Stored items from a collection
↓↓↓

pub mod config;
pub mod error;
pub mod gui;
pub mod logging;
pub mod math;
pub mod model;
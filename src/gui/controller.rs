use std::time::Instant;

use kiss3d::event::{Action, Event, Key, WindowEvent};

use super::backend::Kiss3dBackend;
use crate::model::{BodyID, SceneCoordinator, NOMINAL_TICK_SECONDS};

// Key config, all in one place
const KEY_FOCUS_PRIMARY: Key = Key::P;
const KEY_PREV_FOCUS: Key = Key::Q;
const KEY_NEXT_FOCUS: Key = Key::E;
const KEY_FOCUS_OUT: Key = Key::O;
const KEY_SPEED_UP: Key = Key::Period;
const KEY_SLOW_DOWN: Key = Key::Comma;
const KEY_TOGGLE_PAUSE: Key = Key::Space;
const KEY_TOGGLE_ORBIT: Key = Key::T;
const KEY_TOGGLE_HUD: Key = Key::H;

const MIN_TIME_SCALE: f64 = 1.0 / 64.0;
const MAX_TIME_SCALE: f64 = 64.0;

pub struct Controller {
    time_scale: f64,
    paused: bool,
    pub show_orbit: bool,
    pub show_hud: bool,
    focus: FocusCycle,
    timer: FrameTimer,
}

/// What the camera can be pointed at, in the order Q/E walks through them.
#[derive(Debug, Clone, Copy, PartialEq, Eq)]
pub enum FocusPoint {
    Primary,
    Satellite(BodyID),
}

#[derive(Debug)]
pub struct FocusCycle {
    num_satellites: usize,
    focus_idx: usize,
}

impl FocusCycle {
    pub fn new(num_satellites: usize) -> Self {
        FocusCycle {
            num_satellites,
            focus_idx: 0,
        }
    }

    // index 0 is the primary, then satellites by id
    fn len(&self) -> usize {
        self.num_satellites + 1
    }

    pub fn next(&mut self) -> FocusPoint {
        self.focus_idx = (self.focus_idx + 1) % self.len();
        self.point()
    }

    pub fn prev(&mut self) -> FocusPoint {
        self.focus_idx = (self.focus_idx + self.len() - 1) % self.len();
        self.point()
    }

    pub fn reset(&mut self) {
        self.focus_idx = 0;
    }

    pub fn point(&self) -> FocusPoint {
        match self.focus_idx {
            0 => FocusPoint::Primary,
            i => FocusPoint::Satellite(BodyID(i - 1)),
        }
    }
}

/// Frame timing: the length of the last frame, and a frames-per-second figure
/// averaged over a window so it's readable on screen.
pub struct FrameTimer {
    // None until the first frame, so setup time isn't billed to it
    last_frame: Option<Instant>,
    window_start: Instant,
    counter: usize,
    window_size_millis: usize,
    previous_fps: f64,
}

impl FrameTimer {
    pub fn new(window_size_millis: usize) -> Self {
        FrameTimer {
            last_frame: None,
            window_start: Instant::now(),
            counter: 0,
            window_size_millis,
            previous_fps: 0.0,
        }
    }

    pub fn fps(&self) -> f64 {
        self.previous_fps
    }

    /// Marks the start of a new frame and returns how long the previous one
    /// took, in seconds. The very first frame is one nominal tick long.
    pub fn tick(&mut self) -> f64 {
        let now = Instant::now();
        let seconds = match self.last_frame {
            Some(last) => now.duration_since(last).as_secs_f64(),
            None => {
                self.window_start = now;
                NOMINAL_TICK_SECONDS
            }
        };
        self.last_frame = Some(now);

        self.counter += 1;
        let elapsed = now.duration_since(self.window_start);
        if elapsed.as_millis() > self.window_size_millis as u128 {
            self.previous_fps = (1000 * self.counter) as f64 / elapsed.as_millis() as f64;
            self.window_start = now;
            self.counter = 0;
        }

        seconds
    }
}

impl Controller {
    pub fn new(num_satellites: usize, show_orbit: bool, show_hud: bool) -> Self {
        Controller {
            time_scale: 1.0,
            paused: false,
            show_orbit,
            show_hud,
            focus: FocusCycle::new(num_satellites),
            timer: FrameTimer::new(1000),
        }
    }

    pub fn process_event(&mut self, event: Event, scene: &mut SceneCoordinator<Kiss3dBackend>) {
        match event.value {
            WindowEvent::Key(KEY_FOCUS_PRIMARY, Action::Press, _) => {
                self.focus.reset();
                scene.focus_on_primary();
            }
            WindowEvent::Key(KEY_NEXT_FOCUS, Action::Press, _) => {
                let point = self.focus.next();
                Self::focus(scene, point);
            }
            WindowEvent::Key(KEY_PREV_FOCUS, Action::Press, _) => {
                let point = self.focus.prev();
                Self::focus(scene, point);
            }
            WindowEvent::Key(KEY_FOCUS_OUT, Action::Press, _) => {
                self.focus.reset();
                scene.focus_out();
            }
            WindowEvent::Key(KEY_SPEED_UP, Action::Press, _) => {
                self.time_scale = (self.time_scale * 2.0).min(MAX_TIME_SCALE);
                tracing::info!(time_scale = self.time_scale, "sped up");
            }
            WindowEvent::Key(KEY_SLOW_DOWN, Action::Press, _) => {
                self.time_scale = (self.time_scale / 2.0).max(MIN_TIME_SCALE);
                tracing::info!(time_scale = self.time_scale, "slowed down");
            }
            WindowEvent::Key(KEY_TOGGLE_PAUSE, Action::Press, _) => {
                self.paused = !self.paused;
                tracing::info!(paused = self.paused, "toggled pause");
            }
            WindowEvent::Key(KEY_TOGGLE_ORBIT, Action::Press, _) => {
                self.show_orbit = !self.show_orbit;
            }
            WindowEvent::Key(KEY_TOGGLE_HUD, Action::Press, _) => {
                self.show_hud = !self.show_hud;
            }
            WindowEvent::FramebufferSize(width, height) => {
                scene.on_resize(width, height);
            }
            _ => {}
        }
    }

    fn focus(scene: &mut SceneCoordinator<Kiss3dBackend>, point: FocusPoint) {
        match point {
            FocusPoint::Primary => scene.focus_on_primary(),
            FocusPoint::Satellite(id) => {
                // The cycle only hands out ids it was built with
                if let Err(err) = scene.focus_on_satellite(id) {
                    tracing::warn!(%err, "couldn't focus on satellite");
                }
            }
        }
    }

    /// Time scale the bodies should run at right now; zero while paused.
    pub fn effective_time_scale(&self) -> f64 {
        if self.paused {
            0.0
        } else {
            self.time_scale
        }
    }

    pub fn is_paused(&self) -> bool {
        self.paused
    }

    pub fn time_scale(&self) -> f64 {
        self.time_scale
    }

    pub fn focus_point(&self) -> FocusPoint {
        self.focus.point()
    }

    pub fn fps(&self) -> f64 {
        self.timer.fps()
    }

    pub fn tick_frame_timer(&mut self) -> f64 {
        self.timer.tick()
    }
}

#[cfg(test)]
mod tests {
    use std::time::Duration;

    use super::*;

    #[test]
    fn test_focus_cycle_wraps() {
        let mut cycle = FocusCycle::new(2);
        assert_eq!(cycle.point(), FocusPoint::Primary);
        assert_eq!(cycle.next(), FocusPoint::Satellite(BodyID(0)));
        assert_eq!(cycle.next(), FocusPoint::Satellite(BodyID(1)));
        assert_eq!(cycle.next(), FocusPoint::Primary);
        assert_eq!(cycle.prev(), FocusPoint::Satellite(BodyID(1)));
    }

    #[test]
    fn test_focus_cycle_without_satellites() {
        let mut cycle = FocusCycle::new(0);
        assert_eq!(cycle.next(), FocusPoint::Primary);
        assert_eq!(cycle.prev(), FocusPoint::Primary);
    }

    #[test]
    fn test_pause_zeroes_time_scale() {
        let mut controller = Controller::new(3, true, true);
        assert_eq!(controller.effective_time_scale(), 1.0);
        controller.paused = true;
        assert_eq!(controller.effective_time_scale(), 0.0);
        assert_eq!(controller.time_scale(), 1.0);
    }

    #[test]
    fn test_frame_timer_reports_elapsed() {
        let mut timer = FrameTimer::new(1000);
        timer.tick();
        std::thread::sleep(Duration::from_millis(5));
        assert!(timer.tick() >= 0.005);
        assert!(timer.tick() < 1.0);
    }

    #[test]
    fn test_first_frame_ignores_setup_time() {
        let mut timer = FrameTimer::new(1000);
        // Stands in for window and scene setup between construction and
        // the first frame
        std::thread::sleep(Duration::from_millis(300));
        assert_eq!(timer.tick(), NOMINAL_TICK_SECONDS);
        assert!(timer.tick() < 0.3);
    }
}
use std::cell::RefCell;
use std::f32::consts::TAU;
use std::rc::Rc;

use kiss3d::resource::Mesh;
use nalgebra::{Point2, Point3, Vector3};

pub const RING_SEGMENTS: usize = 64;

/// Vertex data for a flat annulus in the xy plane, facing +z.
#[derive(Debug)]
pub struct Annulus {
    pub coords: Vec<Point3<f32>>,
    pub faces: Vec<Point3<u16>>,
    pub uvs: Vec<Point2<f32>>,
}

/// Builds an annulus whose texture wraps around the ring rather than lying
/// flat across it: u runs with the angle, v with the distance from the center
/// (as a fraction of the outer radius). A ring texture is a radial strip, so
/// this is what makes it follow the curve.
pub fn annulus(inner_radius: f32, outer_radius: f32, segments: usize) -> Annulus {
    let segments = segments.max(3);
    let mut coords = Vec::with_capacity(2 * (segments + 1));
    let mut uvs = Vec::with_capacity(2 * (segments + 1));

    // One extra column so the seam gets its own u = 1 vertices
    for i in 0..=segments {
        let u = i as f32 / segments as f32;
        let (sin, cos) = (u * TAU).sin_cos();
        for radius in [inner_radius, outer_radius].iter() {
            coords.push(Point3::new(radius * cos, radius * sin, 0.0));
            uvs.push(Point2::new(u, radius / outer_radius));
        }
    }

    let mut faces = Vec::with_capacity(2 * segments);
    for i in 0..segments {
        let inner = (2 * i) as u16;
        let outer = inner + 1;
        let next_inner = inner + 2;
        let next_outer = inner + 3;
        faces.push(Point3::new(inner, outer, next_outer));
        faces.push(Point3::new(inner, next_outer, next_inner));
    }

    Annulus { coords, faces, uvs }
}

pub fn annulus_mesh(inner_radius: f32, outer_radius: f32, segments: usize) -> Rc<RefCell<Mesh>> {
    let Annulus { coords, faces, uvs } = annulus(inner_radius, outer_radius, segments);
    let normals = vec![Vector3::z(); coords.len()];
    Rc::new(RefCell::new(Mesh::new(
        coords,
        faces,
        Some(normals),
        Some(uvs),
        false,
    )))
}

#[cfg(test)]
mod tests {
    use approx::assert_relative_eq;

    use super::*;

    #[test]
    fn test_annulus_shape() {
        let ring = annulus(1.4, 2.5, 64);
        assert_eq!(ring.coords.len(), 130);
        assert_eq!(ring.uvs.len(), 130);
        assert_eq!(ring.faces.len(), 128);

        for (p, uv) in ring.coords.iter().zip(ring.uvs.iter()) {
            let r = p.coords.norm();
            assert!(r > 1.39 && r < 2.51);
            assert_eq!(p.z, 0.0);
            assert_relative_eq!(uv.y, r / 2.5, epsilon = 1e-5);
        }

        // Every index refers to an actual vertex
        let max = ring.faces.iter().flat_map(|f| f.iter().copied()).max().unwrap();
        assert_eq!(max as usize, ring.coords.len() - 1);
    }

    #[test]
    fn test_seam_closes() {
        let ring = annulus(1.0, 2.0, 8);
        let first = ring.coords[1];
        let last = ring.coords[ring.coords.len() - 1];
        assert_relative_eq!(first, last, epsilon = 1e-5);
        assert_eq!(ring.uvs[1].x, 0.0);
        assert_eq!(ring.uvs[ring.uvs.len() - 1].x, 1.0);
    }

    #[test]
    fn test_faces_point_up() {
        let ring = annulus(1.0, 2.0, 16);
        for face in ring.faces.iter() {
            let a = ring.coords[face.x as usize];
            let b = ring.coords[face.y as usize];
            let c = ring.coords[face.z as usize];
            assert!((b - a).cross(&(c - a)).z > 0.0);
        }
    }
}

↑↑↑
↓↓↓

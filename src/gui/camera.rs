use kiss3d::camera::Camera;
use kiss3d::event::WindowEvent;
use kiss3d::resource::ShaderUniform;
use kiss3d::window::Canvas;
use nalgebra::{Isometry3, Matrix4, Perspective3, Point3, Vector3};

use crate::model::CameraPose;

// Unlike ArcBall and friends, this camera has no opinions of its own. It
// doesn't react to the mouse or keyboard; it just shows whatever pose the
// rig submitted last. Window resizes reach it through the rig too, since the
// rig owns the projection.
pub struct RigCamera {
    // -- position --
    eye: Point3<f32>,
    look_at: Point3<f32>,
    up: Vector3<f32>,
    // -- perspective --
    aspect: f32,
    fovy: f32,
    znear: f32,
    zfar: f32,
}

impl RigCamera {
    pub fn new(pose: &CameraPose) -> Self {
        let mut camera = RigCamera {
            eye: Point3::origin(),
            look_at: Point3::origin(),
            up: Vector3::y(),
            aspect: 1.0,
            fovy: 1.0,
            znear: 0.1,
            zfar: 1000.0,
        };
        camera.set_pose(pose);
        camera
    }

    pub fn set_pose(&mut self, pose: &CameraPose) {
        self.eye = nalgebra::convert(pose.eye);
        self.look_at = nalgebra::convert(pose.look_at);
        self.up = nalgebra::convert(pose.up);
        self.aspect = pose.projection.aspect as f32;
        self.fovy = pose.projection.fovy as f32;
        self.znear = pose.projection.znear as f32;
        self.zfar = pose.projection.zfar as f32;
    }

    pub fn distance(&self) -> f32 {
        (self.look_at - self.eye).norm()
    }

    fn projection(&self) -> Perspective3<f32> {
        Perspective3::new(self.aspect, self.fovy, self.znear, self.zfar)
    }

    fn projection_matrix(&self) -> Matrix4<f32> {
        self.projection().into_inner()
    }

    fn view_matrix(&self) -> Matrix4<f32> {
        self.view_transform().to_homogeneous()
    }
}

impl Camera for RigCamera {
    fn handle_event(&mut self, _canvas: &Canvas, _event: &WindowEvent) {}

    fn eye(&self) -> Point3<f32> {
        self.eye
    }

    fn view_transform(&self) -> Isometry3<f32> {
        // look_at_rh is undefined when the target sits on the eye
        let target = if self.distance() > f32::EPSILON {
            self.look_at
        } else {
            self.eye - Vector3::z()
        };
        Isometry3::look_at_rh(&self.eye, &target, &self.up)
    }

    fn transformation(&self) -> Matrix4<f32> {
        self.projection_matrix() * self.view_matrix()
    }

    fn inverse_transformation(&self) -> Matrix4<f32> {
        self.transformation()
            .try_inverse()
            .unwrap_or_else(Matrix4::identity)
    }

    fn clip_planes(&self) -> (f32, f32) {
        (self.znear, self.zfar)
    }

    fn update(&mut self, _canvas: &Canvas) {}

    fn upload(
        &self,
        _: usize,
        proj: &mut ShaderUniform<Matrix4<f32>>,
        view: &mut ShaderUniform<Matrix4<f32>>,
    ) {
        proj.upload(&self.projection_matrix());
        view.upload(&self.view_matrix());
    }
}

↑↑↑

• [Work to complete]: Reproduce the lines above, beginning at the line with "uvs.push(Point2::new(u, radius /" and stopping after the line with "assert_eq!(ring.uvs.len(), 130);", exactly as they are.

• [Answer box]:
            uvs.push(Point2::new(u, radius / outer_radius));
        }
    }

    let mut faces = Vec::with_capacity(2 * segments);
    for i in 0..segments {
        let inner = (2 * i) as u16;
        let outer = inner + 1;
        let next_inner = inner + 2;
        let next_outer = inner + 3;
        faces.push(Point3::new(inner, outer, next_outer));
        faces.push(Point3::new(inner, next_outer, next_inner));
    }

    Annulus { coords, faces, uvs }
}

pub fn annulus_mesh(inner_radius: f32, outer_radius: f32, segments: usize) -> Rc<RefCell<Mesh>> {
    let Annulus { coords, faces, uvs } = annulus(inner_radius, outer_radius, segments);
    let normals = vec![Vector3::z(); coords.len()];
    Rc::new(RefCell::new(Mesh::new(
        coords,
        faces,
        Some(normals),
        Some(uvs),
        false,
    )))
}

#[cfg(test)]
mod tests {
    use approx::assert_relative_eq;

    use super::*;

    #[test]
    fn test_annulus_shape() {
        let ring = annulus(1.4, 2.5, 64);
        assert_eq!(ring.coords.len(), 130);
        assert_eq!(ring.uvs.len(), 130);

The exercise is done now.